* [TO DO]:
Give again, word for word, every line below from the one that has "the account password." through the one that has "API root; defaults", both included, and no others.

Stored records:

BEGIN

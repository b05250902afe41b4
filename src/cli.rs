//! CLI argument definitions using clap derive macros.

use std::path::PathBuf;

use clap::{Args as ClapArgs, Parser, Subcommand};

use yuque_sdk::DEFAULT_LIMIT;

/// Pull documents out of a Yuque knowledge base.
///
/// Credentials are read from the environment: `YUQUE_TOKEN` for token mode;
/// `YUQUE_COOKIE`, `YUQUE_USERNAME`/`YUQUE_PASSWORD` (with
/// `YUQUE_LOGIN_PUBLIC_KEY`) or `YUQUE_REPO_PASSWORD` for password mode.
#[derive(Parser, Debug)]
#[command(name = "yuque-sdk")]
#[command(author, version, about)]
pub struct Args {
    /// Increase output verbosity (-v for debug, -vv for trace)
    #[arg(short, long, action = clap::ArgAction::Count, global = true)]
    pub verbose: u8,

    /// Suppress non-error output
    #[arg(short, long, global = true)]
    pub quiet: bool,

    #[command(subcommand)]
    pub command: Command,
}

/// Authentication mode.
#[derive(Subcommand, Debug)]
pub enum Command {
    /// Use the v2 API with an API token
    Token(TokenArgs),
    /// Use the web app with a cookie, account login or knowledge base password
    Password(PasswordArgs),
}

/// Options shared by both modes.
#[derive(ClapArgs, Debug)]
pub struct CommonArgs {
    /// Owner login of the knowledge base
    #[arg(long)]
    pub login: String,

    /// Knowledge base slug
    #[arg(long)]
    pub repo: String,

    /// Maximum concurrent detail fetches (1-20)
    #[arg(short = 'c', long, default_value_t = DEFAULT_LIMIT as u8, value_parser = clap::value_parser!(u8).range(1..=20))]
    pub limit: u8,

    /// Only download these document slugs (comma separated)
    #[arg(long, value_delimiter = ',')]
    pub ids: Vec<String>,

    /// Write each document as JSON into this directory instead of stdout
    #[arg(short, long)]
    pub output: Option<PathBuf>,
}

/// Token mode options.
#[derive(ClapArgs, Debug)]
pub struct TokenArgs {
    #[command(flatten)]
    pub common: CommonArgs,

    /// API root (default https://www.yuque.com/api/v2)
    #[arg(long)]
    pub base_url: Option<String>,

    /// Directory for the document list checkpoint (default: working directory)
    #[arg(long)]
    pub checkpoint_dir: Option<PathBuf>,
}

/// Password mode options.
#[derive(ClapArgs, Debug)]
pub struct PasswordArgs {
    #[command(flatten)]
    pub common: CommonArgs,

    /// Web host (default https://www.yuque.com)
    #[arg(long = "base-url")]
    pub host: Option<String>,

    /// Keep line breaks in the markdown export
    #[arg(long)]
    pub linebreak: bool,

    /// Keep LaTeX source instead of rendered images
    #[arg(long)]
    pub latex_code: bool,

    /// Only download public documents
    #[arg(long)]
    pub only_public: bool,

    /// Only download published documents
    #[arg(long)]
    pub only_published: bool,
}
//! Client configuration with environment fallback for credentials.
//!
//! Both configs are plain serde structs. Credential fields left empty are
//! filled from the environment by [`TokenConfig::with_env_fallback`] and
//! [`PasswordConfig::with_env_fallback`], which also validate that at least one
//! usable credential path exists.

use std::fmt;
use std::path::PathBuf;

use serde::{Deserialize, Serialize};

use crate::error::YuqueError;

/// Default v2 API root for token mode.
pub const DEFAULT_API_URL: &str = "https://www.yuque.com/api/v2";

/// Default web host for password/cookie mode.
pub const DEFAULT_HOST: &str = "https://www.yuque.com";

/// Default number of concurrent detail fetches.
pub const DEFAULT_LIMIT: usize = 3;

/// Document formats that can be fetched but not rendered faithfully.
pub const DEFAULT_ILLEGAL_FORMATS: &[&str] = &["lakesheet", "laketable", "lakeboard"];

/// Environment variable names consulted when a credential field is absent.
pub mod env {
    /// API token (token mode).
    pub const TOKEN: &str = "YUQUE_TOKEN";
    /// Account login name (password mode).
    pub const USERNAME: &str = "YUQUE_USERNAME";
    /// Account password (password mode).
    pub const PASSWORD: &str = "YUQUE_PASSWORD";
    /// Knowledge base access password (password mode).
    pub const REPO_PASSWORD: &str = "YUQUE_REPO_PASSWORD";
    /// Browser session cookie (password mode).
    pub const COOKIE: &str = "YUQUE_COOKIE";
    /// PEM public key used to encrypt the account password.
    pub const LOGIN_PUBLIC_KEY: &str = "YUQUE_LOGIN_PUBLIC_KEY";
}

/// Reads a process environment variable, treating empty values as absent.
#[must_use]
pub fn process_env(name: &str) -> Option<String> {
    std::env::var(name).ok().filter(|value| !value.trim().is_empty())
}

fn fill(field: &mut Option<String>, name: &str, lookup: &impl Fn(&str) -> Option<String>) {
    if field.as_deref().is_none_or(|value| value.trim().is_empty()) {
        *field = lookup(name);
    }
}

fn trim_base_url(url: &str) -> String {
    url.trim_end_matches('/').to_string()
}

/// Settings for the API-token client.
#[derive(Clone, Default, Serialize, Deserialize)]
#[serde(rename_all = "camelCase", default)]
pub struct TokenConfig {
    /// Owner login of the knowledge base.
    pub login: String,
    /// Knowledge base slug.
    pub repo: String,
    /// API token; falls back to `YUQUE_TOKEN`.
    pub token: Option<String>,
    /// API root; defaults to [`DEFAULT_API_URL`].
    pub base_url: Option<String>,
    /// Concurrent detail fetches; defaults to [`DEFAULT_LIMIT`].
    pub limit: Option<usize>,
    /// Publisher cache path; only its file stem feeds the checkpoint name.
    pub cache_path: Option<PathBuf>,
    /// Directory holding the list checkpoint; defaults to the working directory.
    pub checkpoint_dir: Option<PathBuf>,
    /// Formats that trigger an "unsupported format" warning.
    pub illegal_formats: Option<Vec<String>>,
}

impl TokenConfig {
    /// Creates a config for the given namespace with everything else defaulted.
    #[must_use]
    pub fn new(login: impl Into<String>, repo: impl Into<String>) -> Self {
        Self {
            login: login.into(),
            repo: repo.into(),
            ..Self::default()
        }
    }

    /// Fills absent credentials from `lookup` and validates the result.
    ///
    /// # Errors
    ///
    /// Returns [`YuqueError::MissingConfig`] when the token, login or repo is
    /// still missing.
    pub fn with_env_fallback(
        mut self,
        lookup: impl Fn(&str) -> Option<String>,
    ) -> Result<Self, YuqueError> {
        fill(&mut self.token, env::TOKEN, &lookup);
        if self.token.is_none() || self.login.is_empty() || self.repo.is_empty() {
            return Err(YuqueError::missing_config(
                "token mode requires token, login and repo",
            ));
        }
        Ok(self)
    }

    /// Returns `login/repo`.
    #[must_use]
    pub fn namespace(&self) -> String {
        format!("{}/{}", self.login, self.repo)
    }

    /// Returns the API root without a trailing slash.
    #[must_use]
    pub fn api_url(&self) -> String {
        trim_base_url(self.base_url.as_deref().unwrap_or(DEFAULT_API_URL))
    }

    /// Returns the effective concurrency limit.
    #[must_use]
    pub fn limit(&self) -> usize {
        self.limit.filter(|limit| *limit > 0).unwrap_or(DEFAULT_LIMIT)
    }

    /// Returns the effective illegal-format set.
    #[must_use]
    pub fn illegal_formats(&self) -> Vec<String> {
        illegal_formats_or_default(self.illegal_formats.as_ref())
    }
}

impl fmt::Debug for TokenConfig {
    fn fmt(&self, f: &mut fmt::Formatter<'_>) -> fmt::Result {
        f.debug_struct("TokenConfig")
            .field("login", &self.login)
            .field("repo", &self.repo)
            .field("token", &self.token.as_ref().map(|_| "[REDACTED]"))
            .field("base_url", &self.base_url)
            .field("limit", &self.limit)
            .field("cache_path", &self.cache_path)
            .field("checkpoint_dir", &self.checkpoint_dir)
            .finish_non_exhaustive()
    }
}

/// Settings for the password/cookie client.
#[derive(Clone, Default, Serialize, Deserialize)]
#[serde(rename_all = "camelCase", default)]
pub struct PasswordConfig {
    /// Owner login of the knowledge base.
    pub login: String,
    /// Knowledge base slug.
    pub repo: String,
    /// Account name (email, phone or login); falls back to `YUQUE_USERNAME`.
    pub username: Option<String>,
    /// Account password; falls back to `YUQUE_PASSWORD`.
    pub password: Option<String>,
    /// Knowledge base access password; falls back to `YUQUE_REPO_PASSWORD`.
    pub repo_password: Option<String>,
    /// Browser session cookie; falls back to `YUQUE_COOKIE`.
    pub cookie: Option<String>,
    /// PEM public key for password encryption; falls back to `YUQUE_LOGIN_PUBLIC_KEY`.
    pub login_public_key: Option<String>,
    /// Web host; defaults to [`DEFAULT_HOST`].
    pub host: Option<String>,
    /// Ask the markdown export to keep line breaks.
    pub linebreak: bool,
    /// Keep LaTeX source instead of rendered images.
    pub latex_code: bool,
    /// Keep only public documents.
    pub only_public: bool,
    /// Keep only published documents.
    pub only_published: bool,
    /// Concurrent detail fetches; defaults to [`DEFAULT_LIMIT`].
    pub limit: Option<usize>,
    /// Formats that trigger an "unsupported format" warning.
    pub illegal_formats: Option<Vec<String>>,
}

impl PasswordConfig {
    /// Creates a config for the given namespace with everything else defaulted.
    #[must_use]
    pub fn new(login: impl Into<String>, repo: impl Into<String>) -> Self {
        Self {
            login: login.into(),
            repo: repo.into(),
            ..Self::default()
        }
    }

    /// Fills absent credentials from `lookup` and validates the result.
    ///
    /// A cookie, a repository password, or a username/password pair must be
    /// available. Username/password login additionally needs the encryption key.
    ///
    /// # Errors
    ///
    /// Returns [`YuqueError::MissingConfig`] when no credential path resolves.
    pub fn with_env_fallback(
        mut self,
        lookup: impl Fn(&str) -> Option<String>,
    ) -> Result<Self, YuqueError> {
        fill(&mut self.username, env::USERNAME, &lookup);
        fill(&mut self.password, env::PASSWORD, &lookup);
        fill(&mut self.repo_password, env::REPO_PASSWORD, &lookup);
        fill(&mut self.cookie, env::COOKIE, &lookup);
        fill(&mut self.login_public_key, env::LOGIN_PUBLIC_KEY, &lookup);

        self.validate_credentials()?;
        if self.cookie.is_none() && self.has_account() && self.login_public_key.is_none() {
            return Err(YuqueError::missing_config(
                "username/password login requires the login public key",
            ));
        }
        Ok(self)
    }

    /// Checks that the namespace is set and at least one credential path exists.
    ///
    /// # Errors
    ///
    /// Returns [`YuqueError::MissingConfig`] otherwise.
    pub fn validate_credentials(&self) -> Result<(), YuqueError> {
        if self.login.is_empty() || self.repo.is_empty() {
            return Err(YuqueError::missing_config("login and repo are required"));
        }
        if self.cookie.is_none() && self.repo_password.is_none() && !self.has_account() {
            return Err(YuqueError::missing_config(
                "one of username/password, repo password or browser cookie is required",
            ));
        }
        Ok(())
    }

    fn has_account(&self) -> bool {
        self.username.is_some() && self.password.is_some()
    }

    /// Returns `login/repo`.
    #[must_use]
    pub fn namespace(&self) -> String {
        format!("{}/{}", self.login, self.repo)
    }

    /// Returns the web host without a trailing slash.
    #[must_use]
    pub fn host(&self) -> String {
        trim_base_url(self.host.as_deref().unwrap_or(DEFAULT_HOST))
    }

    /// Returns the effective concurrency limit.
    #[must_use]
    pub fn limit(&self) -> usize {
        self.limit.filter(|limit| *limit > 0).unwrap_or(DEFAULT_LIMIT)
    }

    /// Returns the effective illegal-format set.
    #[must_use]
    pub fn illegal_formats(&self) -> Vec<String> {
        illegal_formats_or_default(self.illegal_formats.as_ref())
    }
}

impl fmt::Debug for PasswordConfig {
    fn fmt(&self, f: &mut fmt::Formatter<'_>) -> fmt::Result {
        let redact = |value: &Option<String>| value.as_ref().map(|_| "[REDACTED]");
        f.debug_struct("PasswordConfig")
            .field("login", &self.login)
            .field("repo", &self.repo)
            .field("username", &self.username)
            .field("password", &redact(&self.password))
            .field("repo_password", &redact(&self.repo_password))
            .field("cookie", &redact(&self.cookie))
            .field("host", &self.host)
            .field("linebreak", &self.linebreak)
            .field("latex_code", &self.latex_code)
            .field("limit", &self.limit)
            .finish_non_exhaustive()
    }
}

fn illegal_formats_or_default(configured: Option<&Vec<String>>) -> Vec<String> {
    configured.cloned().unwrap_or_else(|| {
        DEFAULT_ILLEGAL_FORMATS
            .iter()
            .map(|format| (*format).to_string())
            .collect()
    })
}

END

* [SOLUTION]:
    /// PEM public key used to encrypt the account password.
    pub const LOGIN_PUBLIC_KEY: &str = "YUQUE_LOGIN_PUBLIC_KEY";
}

/// Reads a process environment variable, treating empty values as absent.
#[must_use]
pub fn process_env(name: &str) -> Option<String> {
    std::env::var(name).ok().filter(|value| !value.trim().is_empty())
}

fn fill(field: &mut Option<String>, name: &str, lookup: &impl Fn(&str) -> Option<String>) {
    if field.as_deref().is_none_or(|value| value.trim().is_empty()) {
        *field = lookup(name);
    }
}

fn trim_base_url(url: &str) -> String {
    url.trim_end_matches('/').to_string()
}

/// Settings for the API-token client.
#[derive(Clone, Default, Serialize, Deserialize)]
#[serde(rename_all = "camelCase", default)]
pub struct TokenConfig {
    /// Owner login of the knowledge base.
    pub login: String,
    /// Knowledge base slug.
    pub repo: String,
    /// API token; falls back to `YUQUE_TOKEN`.
    pub token: Option<String>,
    /// API root; defaults to [`DEFAULT_API_URL`].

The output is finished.